Elle s’accompagne par ailleurs d’une absence de protection étatique et d’une impossibilité d’accéder à la justice. Lorsque les personnes LGBT subissent des lynchages ou des viols dits « correctifs » à cause de leur orientation sexuelle ou de leur identité de genre, il leur est impossible de porter plainte. Lorsqu’ils se rendent aux postes de police, ils sont eux-mêmes arrêtés et leurs agresseurs ne sont pas inquiétés.

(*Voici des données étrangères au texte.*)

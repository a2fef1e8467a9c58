//! Business-rule definitions administered on the backend.

use std::fmt;

use jiff::civil::{Date, DateTime};
use serde::{Deserialize, Serialize};

use super::null_as_default;

/// A numbered, toggleable validation rule.
#[derive(Debug, Clone, Serialize, Deserialize, PartialEq)]
#[serde(rename_all = "camelCase")]
pub struct BusinessRule {
    pub rule_id: u64,
    pub rule_number: i32,
    pub control_point: String,
    #[serde(default)]
    pub applicability: Option<String>,
    #[serde(default)]
    pub rule_value: Option<String>,
    #[serde(default)]
    pub description: Option<String>,
    #[serde(rename = "activateFlag", default, deserialize_with = "null_as_default")]
    pub active: bool,
    #[serde(default)]
    pub updated_on: Option<DateTime>,
}

/// Create/update payload for a rule.
#[derive(Debug, Clone, Serialize, Deserialize, PartialEq)]
#[serde(rename_all = "camelCase")]
pub struct BusinessRuleDraft {
    pub rule_number: i32,
    pub control_point: String,
    pub applicability: Option<String>,
    pub rule_value: Option<String>,
    pub description: Option<String>,
    #[serde(rename = "activateFlag")]
    pub active: bool,
}

/// Rule 201: planned dates cannot lie in the future.
pub const PLAN_DATE_RULE: i32 = 201;

/// Facts a single rule is evaluated against. Absent facts are omitted from
/// the payload.
#[derive(Debug, Clone, Default, Serialize, Deserialize, PartialEq)]
#[serde(rename_all = "camelCase")]
pub struct RuleContext {
    #[serde(default, skip_serializing_if = "Option::is_none")]
    pub task_id: Option<u64>,
    #[serde(default, skip_serializing_if = "Option::is_none")]
    pub entity_type: Option<String>,
    #[serde(default, skip_serializing_if = "Option::is_none")]
    pub entity_id: Option<u64>,
    #[serde(default, skip_serializing_if = "Option::is_none")]
    pub update_date: Option<Date>,
    #[serde(default, skip_serializing_if = "Option::is_none")]
    pub plan_version_date: Option<Date>,
    #[serde(default, skip_serializing_if = "Vec::is_empty")]
    pub dates: Vec<Date>,
}

/// Body of `POST /api/business-rules/validate-single`.
#[derive(Debug, Clone, Serialize, Deserialize, PartialEq)]
#[serde(rename_all = "camelCase")]
pub struct RuleCheck {
    pub rule_number: i32,
    pub context: RuleContext,
}

impl RuleCheck {
    /// Checks the dates of a plan about to be created for `task_id`.
    pub fn plan_dates(task_id: u64, version_date: Date, dates: Vec<Date>) -> Self {
        Self {
            rule_number: PLAN_DATE_RULE,
            context: RuleContext {
                task_id: Some(task_id),
                entity_type: Some("TASK".to_string()),
                entity_id: Some(task_id),
                plan_version_date: Some(version_date),
                dates,
                ..RuleContext::default()
            },
        }
    }
}

impl fmt::Display for BusinessRule {
    fn fmt(&self, f: &mut fmt::Formatter<'_>) -> fmt::Result {
        write!(
            f,
            "| {} | {} | {} | {} | {} |",
            self.rule_number,
            self.control_point,
            self.rule_value.as_deref().unwrap_or("-"),
            self.description.as_deref().unwrap_or("-"),
            if self.active { "Active" } else { "Inactive" }
        )
    }
}
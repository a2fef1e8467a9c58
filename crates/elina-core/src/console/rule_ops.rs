//! Business rule administration.

use log::{debug, info};

use super::Console;
use crate::{
    error::{ConsoleError, Result},
    models::{BusinessRule, BusinessRuleDraft, RuleCheck},
    params::{Id, ListRules},
    transport::ApiRequest,
};

fn validate_draft(draft: &BusinessRuleDraft) -> Result<()> {
    if draft.rule_number <= 0 {
        return Err(ConsoleError::validation("ruleNumber").with_reason("must be positive"));
    }
    if draft.control_point.trim().is_empty() {
        return Err(ConsoleError::validation("controlPoint").with_reason("must not be empty"));
    }
    Ok(())
}

impl Console {
    pub async fn list_rules(&self, params: &ListRules) -> Result<Vec<BusinessRule>> {
        let mut rules: Vec<BusinessRule> = self
            .client
            .fetch(ApiRequest::get("/api/business-rules"))
            .await?;
        if params.active_only {
            rules.retain(|rule| rule.active);
        }
        Ok(rules)
    }

    pub async fn rule_by_number(&self, rule_number: i32) -> Result<BusinessRule> {
        self.client
            .fetch(ApiRequest::get(format!(
                "/api/business-rules/by-number/{rule_number}"
            )))
            .await
    }

    /// Names of the points in the workflow a rule can attach to.
    pub async fn control_points(&self) -> Result<Vec<String>> {
        self.client
            .fetch(ApiRequest::get("/api/business-rules/control-points"))
            .await
    }

    pub async fn create_rule(&self, draft: &BusinessRuleDraft) -> Result<BusinessRule> {
        validate_draft(draft)?;
        let rule: BusinessRule = self
            .client
            .fetch(ApiRequest::post("/api/business-rules").json(draft)?)
            .await?;
        info!("Created business rule #{}", rule.rule_number);
        Ok(rule)
    }

    pub async fn update_rule(&self, rule: &Id, draft: &BusinessRuleDraft) -> Result<BusinessRule> {
        validate_draft(draft)?;
        let updated: BusinessRule = self
            .client
            .fetch(ApiRequest::put(format!("/api/business-rules/{}", rule.id)).json(draft)?)
            .await?;
        info!("Updated business rule #{}", updated.rule_number);
        Ok(updated)
    }

    /// Flips a rule between active and inactive.
    pub async fn toggle_rule(&self, rule: &Id) -> Result<()> {
        self.client
            .execute(ApiRequest::put(format!(
                "/api/business-rules/{}/activate-toggle",
                rule.id
            )))
            .await?;
        info!("Toggled business rule {}", rule.id);
        Ok(())
    }

    /// Evaluates one rule against `check.context` without changing anything.
    ///
    /// A failing rule comes back as `ConsoleError::RuleViolation` and is
    /// published on the violation channel like any other.
    pub async fn validate_rule(&self, check: &RuleCheck) -> Result<()> {
        if check.rule_number <= 0 {
            return Err(ConsoleError::validation("ruleNumber").with_reason("must be positive"));
        }
        self.client
            .execute(ApiRequest::post("/api/business-rules/validate-single").json(check)?)
            .await?;
        debug!("Rule #{} passed", check.rule_number);
        Ok(())
    }

    pub async fn delete_rule(&self, rule: &Id) -> Result<()> {
        self.client
            .execute(ApiRequest::delete(format!("/api/business-rules/{}", rule.id)))
            .await?;
        info!("Deleted business rule {}", rule.id);
        Ok(())
    }
}
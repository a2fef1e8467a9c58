//! Project hierarchy: projects, WBS nodes and tasks, plus the drafts used
//! to create and edit them.

use std::fmt;

use jiff::civil::Date;
use rust_decimal::Decimal;
use serde::{Deserialize, Serialize};

use crate::error::{ConsoleError, Result};

const CODE_MAX: usize = 50;
const NAME_MAX: usize = 200;
const UNIT_MAX: usize = 20;

#[derive(Debug, Clone, Serialize, Deserialize, PartialEq)]
#[serde(rename_all = "camelCase")]
pub struct Project {
    pub project_id: u64,
    #[serde(default)]
    pub project_code: Option<String>,
    #[serde(alias = "projectName")]
    pub name: String,
    #[serde(default)]
    pub start_date: Option<Date>,
    #[serde(default)]
    pub end_date: Option<Date>,
    #[serde(default)]
    pub status: Option<String>,
}

/// A node of the work breakdown structure.
#[derive(Debug, Clone, Serialize, Deserialize, PartialEq)]
#[serde(rename_all = "camelCase")]
pub struct Wbs {
    pub wbs_id: u64,
    #[serde(default)]
    pub project_id: Option<u64>,
    #[serde(default)]
    pub parent_wbs_id: Option<u64>,
    #[serde(default)]
    pub wbs_code: Option<String>,
    pub wbs_name: String,
    #[serde(default)]
    pub level: Option<u32>,
    #[serde(default)]
    pub start_date: Option<Date>,
    #[serde(default)]
    pub end_date: Option<Date>,
    #[serde(default)]
    pub children: Vec<Wbs>,
}

#[derive(Debug, Clone, Serialize, Deserialize, PartialEq)]
#[serde(rename_all = "camelCase")]
pub struct Task {
    pub task_id: u64,
    #[serde(default)]
    pub wbs_id: Option<u64>,
    #[serde(default)]
    pub task_code: Option<String>,
    pub task_name: String,
    #[serde(default)]
    pub start_date: Option<Date>,
    #[serde(default)]
    pub end_date: Option<Date>,
    #[serde(default)]
    pub planned_qty: Option<Decimal>,
    #[serde(default)]
    pub actual_qty: Option<Decimal>,
    #[serde(default)]
    pub unit: Option<String>,
}

/// Create/update payload for a project.
#[derive(Debug, Clone, Serialize, Deserialize, PartialEq)]
#[serde(rename_all = "camelCase")]
pub struct ProjectDraft {
    pub project_code: String,
    pub project_name: String,
    pub description: Option<String>,
    pub start_date: Option<Date>,
    pub end_date: Option<Date>,
    pub status: Option<String>,
    #[serde(rename = "activateFlag")]
    pub active: bool,
}

impl ProjectDraft {
    pub fn validate(&self) -> Result<()> {
        required("projectCode", "Project code", &self.project_code, CODE_MAX)?;
        required("projectName", "Project name", &self.project_name, NAME_MAX)?;
        ordered(self.start_date, self.end_date)
    }
}

/// Create/update payload for a WBS node. A node without a parent is a root.
#[derive(Debug, Clone, Serialize, Deserialize, PartialEq)]
#[serde(rename_all = "camelCase")]
pub struct WbsDraft {
    pub project_id: u64,
    pub parent_wbs_id: Option<u64>,
    pub wbs_code: String,
    pub wbs_name: String,
    pub description: Option<String>,
    pub start_date: Option<Date>,
    pub end_date: Option<Date>,
    pub planned_qty: Option<Decimal>,
}

impl WbsDraft {
    pub fn validate(&self) -> Result<()> {
        required("wbsCode", "WBS code", &self.wbs_code, CODE_MAX)?;
        required("wbsName", "WBS name", &self.wbs_name, NAME_MAX)?;
        if self.parent_wbs_id == Some(0) {
            return Err(ConsoleError::validation("parentWbsId")
                .with_reason("Parent WBS ID must be positive"));
        }
        non_negative("plannedQty", self.planned_qty)?;
        ordered(self.start_date, self.end_date)
    }
}

/// Create/update payload for a task. Both the project and the WBS node it
/// belongs to are required.
#[derive(Debug, Clone, Serialize, Deserialize, PartialEq)]
#[serde(rename_all = "camelCase")]
pub struct TaskDraft {
    pub project_id: u64,
    pub wbs_id: u64,
    pub task_code: String,
    pub task_name: String,
    pub description: Option<String>,
    pub start_date: Option<Date>,
    pub end_date: Option<Date>,
    pub planned_qty: Option<Decimal>,
    pub unit: Option<String>,
}

impl TaskDraft {
    pub fn validate(&self) -> Result<()> {
        required("taskCode", "Task code", &self.task_code, CODE_MAX)?;
        required("taskName", "Task name", &self.task_name, NAME_MAX)?;
        if let Some(unit) = &self.unit {
            if unit.chars().count() > UNIT_MAX {
                return Err(ConsoleError::validation("unit")
                    .with_reason(format!("Unit must not exceed {UNIT_MAX} characters")));
            }
        }
        non_negative("plannedQty", self.planned_qty)?;
        ordered(self.start_date, self.end_date)
    }
}

fn required(field: &str, label: &str, value: &str, max: usize) -> Result<()> {
    if value.trim().is_empty() {
        return Err(ConsoleError::validation(field).with_reason(format!("{label} is required")));
    }
    if value.chars().count() > max {
        return Err(ConsoleError::validation(field)
            .with_reason(format!("{label} must not exceed {max} characters")));
    }
    Ok(())
}

fn non_negative(field: &str, value: Option<Decimal>) -> Result<()> {
    if value.is_some_and(|v| v < Decimal::ZERO) {
        return Err(ConsoleError::validation(field).with_reason("Quantity must not be negative"));
    }
    Ok(())
}

fn ordered(start: Option<Date>, end: Option<Date>) -> Result<()> {
    match (start, end) {
        (Some(start), Some(end)) if end < start => Err(ConsoleError::validation("endDate")
            .with_reason("End date must be on or after start date")),
        _ => Ok(()),
    }
}

fn date_range(start: Option<Date>, end: Option<Date>) -> String {
    match (start, end) {
        (Some(s), Some(e)) => format!("{s} → {e}"),
        (Some(s), None) => format!("from {s}"),
        (None, Some(e)) => format!("until {e}"),
        (None, None) => "-".to_string(),
    }
}

impl fmt::Display for Project {
    fn fmt(&self, f: &mut fmt::Formatter<'_>) -> fmt::Result {
        write!(
            f,
            "| {} | {} | {} | {} |",
            self.project_id,
            self.name,
            date_range(self.start_date, self.end_date),
            self.status.as_deref().unwrap_or("-")
        )
    }
}

impl Wbs {
    fn fmt_indented(&self, f: &mut fmt::Formatter<'_>, depth: usize) -> fmt::Result {
        writeln!(
            f,
            "{}- {} {} ({}) [id {}]",
            "  ".repeat(depth),
            self.wbs_code.as_deref().unwrap_or(""),
            self.wbs_name,
            date_range(self.start_date, self.end_date),
            self.wbs_id
        )?;
        for child in &self.children {
            child.fmt_indented(f, depth + 1)?;
        }
        Ok(())
    }
}

impl fmt::Display for Wbs {
    fn fmt(&self, f: &mut fmt::Formatter<'_>) -> fmt::Result {
        self.fmt_indented(f, 0)
    }
}

impl fmt::Display for Task {
    fn fmt(&self, f: &mut fmt::Formatter<'_>) -> fmt::Result {
        writeln!(f, "# {}. {}", self.task_id, self.task_name)?;
        writeln!(f)?;
        if let Some(code) = &self.task_code {
            writeln!(f, "**Code:** {code}")?;
        }
        writeln!(f, "**Dates:** {}", date_range(self.start_date, self.end_date))?;
        if let Some(planned) = self.planned_qty {
            writeln!(
                f,
                "**Planned:** {planned:.2} {}",
                self.unit.as_deref().unwrap_or("")
            )?;
        }
        if let Some(actual) = self.actual_qty {
            writeln!(f, "**Actual:** {actual:.2}")?;
        }
        Ok(())
    }
}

La plupart de ces États pénalisant l’homosexualité ont pourtant adhéré à des traités internationaux et ont intégré à leur constitution des chartes qui établissent des standards de protection des droits humains. En Afrique notamment, trente-deux États pénalisant l’homosexualité ont ratifié la Charte africaine des droits de l’homme et des peuples, qui a ainsi une valeur supérieure à celle des lois pénalisant l’homosexualité.
Les persécutions ainsi subies par les personnes LGBT+ dans ces pays sont malheureusement universelles.
Les archives de la police française fourmillent de renseignements sur les arrestations arbitraires et violences vécues par les homosexuels au 18e siècle ! Qu’il s’agisse autrefois de la France ou aujourd’hui de la Malaisie, du Qatar, de l’Iran ou de l’Afghanistan, la pénalisation de l’homosexualité offre une base légale à la police lui permettant de perpétrer toutes les dérives.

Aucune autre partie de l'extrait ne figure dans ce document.